We investigated a collection of MTBC isolates representative of the Rhône-Alpes region of France, a low-MTBC prevalence area28. A total of 1,641 unique MTBC isolates (i.e. all from different patients) were recovered from the database of the Observatoire Rhône-Alpin des Mycobactéries (ORAM), a regional network of healthcare institutions involved in tuberculosis diagnosis and surveillance, from 2008 to 2014. Based on surveillance data available for the year 2010, our cohort included approximately 55% of all newly diagnosed TB patients in the region (see Supplementary Methods). Available socio-demographic, clinical and microbiological data, including indications of the proportion of missing data, are summarized in Table 1. French-native patients accounted for one-third of cases, consistent with previous reports in similar low-prevalence settings5. Rates of multidrug-resistance and resistance to first-line antibiotics rifampicin and isoniazid were 3.7, 3.8 and 10.1%, respectively.

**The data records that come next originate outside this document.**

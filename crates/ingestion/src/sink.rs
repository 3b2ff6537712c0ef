//! Destination for extraction records.

use async_trait::async_trait;
use storage::{ExtractionRecord, ForecastStore, StorageError, UpsertOutcome};

/// Writes records so that each natural key is stored at most once.
#[async_trait]
pub trait ForecastSink: Send + Sync {
    /// Insert new keys and rewrite existing ones only when they changed.
    /// Per-record failures are reported in the outcome; an `Err` means the
    /// batch as a whole could not be written.
    async fn upsert(&self, records: &[ExtractionRecord]) -> Result<UpsertOutcome, StorageError>;
}

#[async_trait]
impl ForecastSink for ForecastStore {
    async fn upsert(&self, records: &[ExtractionRecord]) -> Result<UpsertOutcome, StorageError> {
        ForecastStore::upsert(self, records).await
    }
}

Table 1 Socio-demographic and disease-related characteristics of 1,641 MTBC-infected patients from the French Rhône-Alpes region, 2008–2014.

MTBC population structure

Two classical complementary genotyping methods were performed on the 1,641 MTBC isolates included, namely spoligotyping29 and MIRU-VNTR typing with a standard 15-locus scheme30. Spoligotyping is based on the detection of a collection of unique spacer sequences in a CRISPR locus29,31. Spoligotypes can be compared to databases to assign the strain to a family, a sublineage or a lineage. MIRU-VNTR typing interrogates multiple genomic loci containing variable numbers of tandem repeats. Compared to spoligotyping, the resolution power of MIRU-VNTR typing for distinguishing MTBC strains is higher, and as such, it can be used as a proxy for inferring recent transmission of MTBC strains12. MIRU-VNTR typing is also more robust-although clearly imperfect compared to DNA sequences, due to homoplasy-than spoligotyping for phylogenetic classification31, and it has been used successfully to investigate population dynamics at the level of MTBC lineages13,32,33,34.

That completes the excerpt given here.